What Is A Reserve Deputy?

I’m asked this question often since people know that I am one. I’ve learned that many have never heard of a reserve deputy and wonder what exactly we are and do. After all, I wear the uniform of a regular deputy along with having on a duty belt, firearm, extra magazines, and handcuffs. I look like an officer, so I’m often asked if I’ve quit preaching. No, I haven’t.

When I partook in Leadership Murray through the Chamber of Commerce, we had as a requirement of that program to participate in a police ride-along. I rode along with a deputy from the Sheriff’s Office in Calloway County. As I was with him for a few hours, we had time to talk, and I was able to ask questions. When he learned that I was a minister, he informed me that one of the other deputies was a minister too. I wondered how this other guy was able to be a deputy and minister, thinking that he did both on a full-time basis. “He’s a reserve deputy,” I was told. “What’s that,” I asked.

Mostly, a reserve unit is one that many law enforcement agencies have and, therefore, it isn’t something relatively new. As a reserve, our primary objective is to back-up the road units however we may and are directed. Given the confines of budgets and the needs of policing, there are some functions which actually are essential but in the grander scheme can divert road units from more important duties. That’s where we can fit in. We assist by taking on tasks and performing duties that warrant policing so that the road units are able to do things of a higher priority.

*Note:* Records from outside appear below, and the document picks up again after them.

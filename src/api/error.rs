use axum::{
    Json,
    http::StatusCode,
    response::{IntoResponse, Response},
};
use std::fmt;

use super::ApiResponse;

#[derive(Debug)]
pub enum ApiError {
    NotFound(String),

    DatabaseError(String),

    ValidationError(String),

    Conflict(String),

    /// The caller is authenticated but not allowed to do this.
    Forbidden(String),

    InternalError(String),

    Unauthorized(String),
}

impl fmt::Display for ApiError {
    fn fmt(&self, f: &mut fmt::Formatter<'_>) -> fmt::Result {
        match self {
            ApiError::NotFound(msg) => write!(f, "Not found: {}", msg),
            ApiError::DatabaseError(msg) => write!(f, "Database error: {}", msg),
            ApiError::ValidationError(msg) => write!(f, "Validation error: {}", msg),
            ApiError::Conflict(msg) => write!(f, "Conflict: {}", msg),
            ApiError::Forbidden(msg) => write!(f, "Forbidden: {}", msg),
            ApiError::InternalError(msg) => write!(f, "Internal error: {}", msg),
            ApiError::Unauthorized(msg) => write!(f, "Unauthorized: {}", msg),
        }
    }
}

impl std::error::Error for ApiError {}

impl IntoResponse for ApiError {
    fn into_response(self) -> Response {
        let (status, error_message) = match &self {
            ApiError::NotFound(msg) => (StatusCode::NOT_FOUND, msg.clone()),
            ApiError::DatabaseError(msg) => {
                tracing::error!("Database error: {}", msg);
                (
                    StatusCode::INTERNAL_SERVER_ERROR,
                    "A database error occurred".to_string(),
                )
            }
            ApiError::ValidationError(msg) => (StatusCode::BAD_REQUEST, msg.clone()),
            ApiError::Conflict(msg) => (StatusCode::CONFLICT, msg.clone()),
            ApiError::Forbidden(msg) => (StatusCode::FORBIDDEN, msg.clone()),
            ApiError::InternalError(msg) => {
                tracing::error!("Internal error: {}", msg);
                (
                    StatusCode::INTERNAL_SERVER_ERROR,
                    "An internal error occurred".to_string(),
                )
            }
            ApiError::Unauthorized(msg) => (StatusCode::UNAUTHORIZED, msg.clone()),
        };

        let body = ApiResponse::<()>::error(error_message);
        (status, Json(body)).into_response()
    }
}

impl From<anyhow::Error> for ApiError {
    fn from(err: anyhow::Error) -> Self {
        ApiError::InternalError(err.to_string())
    }
}

impl ApiError {
    pub fn not_found(resource: &str, id: impl fmt::Display) -> Self {
        ApiError::NotFound(format!("{} {} not found", resource, id))
    }

    pub fn validation(msg: impl Into<String>) -> Self {
        ApiError::ValidationError(msg.into())
    }

    pub fn internal(msg: impl Into<String>) -> Self {
        ApiError::InternalError(msg.into())
    }

    /// 403 that enumerates the full declared permission list, not only
    /// the missing names.
    pub fn forbidden(required: &[&str]) -> Self {
        ApiError::Forbidden(format!(
            "Missing required permission(s): {}",
            required.join(", ")
        ))
    }
}
// src/cli.rs

//! CLI argument parsing using `clap`.
//!
//! NOTE: this expects `clap` to be built with the `derive` feature, e.g.:
//! `clap = { version = "4.5.53", features = ["derive"] }` in `Cargo.toml`.

use clap::{Parser, ValueEnum};

/// Command-line arguments for `devwatch`.
#[derive(Debug, Clone, Parser)]
#[command(
    name = "devwatch",
    version,
    about = "Watch a project tree for the dev server, with configurable ignore rules.",
    long_about = None
)]
pub struct CliArgs {
    /// Path to the config file (TOML).
    ///
    /// Default: `Devwatch.toml` in the current working directory.
    #[arg(long, value_name = "PATH", default_value = "Devwatch.toml")]
    pub config: String,

    /// Evaluate the ignore rules against the given paths and exit.
    ///
    /// Prints one line per path: `ignore` or `watch`. No watcher is started.
    #[arg(long = "check", value_name = "PATH")]
    pub check: Vec<String>,

    /// Logging level (error, warn, info, debug, trace).
    ///
    /// If omitted, `DEVWATCH_LOG` or a default level will be used.
    #[arg(long, value_enum, value_name = "LEVEL")]
    pub log_level: Option<LogLevel>,

    /// Parse + validate, print the effective config, but don't start watching.
    #[arg(long)]
    pub dry_run: bool,
}

/// Log level as exposed on the CLI.
#[derive(Debug, Copy, Clone, ValueEnum)]
pub enum LogLevel {
    Error,
    Warn,
    Info,
    Debug,
    Trace,
}

/// Convenience wrapper around `CliArgs::parse()`.
pub fn parse() -> CliArgs {
    CliArgs::parse()
}
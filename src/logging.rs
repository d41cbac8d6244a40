// src/logging.rs

//! Logging setup for `devwatch` using `tracing` + `tracing-subscriber`.
//!
//! Priority for determining the log level:
//! 1. `--log-level` CLI flag (if provided)
//! 2. `DEVWATCH_LOG` environment variable (e.g. "info", "debug")
//! 3. default to `info`

use anyhow::Result;
use tracing_subscriber::fmt;

use crate::cli::LogLevel;

/// Initialise global logging subscriber.
///
/// Safe to call once at startup; calling twice panics inside
/// `tracing-subscriber`, which is fine because only `main` calls this.
pub fn init_logging(cli_level: Option<LogLevel>) -> Result<()> {
    let level = cli_level
        .map(tracing::Level::from)
        .or_else(env_level)
        .unwrap_or(tracing::Level::INFO);

    fmt()
        .with_max_level(level)
        .with_target(true)
        .with_thread_ids(false)
        .with_thread_names(false)
        .init();

    Ok(())
}

fn env_level() -> Option<tracing::Level> {
    // `tracing::Level` already parses "error" / "warn" / "info" / ...
    std::env::var("DEVWATCH_LOG").ok()?.trim().parse().ok()
}

impl From<LogLevel> for tracing::Level {
    fn from(lvl: LogLevel) -> Self {
        match lvl {
            LogLevel::Error => tracing::Level::ERROR,
            LogLevel::Warn => tracing::Level::WARN,
            LogLevel::Info => tracing::Level::INFO,
            LogLevel::Debug => tracing::Level::DEBUG,
            LogLevel::Trace => tracing::Level::TRACE,
        }
    }
}
use std::error::Error;
use std::fs;
use std::path::PathBuf;

use devwatch::config::load_and_validate;

type TestResult = Result<(), Box<dyn Error>>;

fn testdata(name: &str) -> PathBuf {
    PathBuf::from(env!("CARGO_MANIFEST_DIR"))
        .join("testdata")
        .join(name)
}

#[test]
fn bad_glob_rule_is_rejected_at_load_time() {
    let err = load_and_validate(testdata("bad-glob.toml")).unwrap_err();
    assert!(format!("{err:#}").contains("invalid glob"));
}

#[test]
fn relative_base_is_rejected_at_load_time() {
    let err = load_and_validate(testdata("relative-base.toml")).unwrap_err();
    assert!(format!("{err:#}").contains("`base`"));
}

#[test]
fn missing_file_reports_its_path() {
    let err = load_and_validate(testdata("no-such-file.toml")).unwrap_err();
    assert!(format!("{err:#}").contains("no-such-file.toml"));
}

#[test]
fn zero_port_is_rejected() -> TestResult {
    let dir = tempfile::tempdir()?;
    let path = dir.path().join("Devwatch.toml");
    fs::write(&path, "[server]\nport = 0\n")?;

    let err = load_and_validate(&path).unwrap_err();
    assert!(format!("{err:#}").contains("port"));

    Ok(())
}

#[test]
fn empty_config_file_is_valid_with_defaults() -> TestResult {
    let dir = tempfile::tempdir()?;
    let path = dir.path().join("Devwatch.toml");
    fs::write(&path, "")?;

    let cfg = load_and_validate(&path)?;
    assert_eq!(cfg.base, "/");
    assert_eq!(cfg.server.port, 8080);
    assert!(cfg.server.watch.ignored.is_empty());

    Ok(())
}
// src/main.rs

use devwatch::{cli, logging, run};

#[tokio::main]
async fn main() {
    if let Err(err) = run_main().await {
        eprintln!("devwatch error: {err:?}");
        std::process::exit(1);
    }
}

async fn run_main() -> anyhow::Result<()> {
    let args = cli::parse();
    logging::init_logging(args.log_level)?;
    run(args).await
}
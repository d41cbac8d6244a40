use std::error::Error;
use std::path::PathBuf;
use std::time::Duration;

use devwatch::config::load_and_validate;
use devwatch::watch::WatcherOptions;

type TestResult = Result<(), Box<dyn Error>>;

#[test]
fn polling_config_selects_polling_backend() -> TestResult {
    let manifest = PathBuf::from(env!("CARGO_MANIFEST_DIR"));
    let cfg = load_and_validate(manifest.join("testdata/fusil-site.toml"))?;

    let options = WatcherOptions::from_config(&cfg.server.watch);
    assert!(options.use_polling);
    // The file doesn't set an interval, so the default applies.
    assert_eq!(options.poll_interval, Duration::from_millis(500));

    Ok(())
}

#[test]
fn native_backend_is_the_default() -> TestResult {
    let manifest = PathBuf::from(env!("CARGO_MANIFEST_DIR"));
    let cfg = load_and_validate(manifest.join("testdata/glob-rules.toml"))?;

    let options = WatcherOptions::from_config(&cfg.server.watch);
    assert!(!options.use_polling);

    Ok(())
}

Our work isn’t merely window-dressing. We are trained and must qualify with our firearms as every officer does. We participate in in-house training on tactics and procedures, the likes of which we’re not permitted to discuss. I won’t pretend for a moment that we reserves are on par with the road units who do this day in and day out, but we aren’t also a bunch of Barney Fifes. We are sworn in by the Judge Executive of the county at the Sheriff’s pleasure. Anytime the Sheriff deems it necessary, he may rescind our commission thus removing our status as sworn law-enforcement officers. Therefore, we serve at his pleasure. We are able to ride along with the road units at our leisure and receive more on-the-job training. Those with whom we ride supervise us while we’re with them. We have a goal of logging 100 hours per year, which doesn’t sound like much but since we all have full-time jobs, it can be. Some of our reserves are retired, some are preachers like me, others are either doctors or nurses. Reserves come from all different walks of life.


Me and Sam

One recent duty I and other reserves performed were to be on-hand the first day of school. We had reserve units at our elementary schools for a period, but ranked officers showed up at each school to check in with us, so we weren’t merely left to our own devices. It’s important that we support our Sheriff and do the work that is needed. I’ve been present at the school, at the county fair, and have ridden along with road units. I’ve attended training and ran errands to not bog down the road units. I receive no compensation for the time I put in, and actually, if anything, have spent some of my own money to be a reserve thus to prove my desire to want to serve my community. This is why we do it—to help. We love our community and are thankful for the opportunity to serve it with the hopes of contributing to the good of it.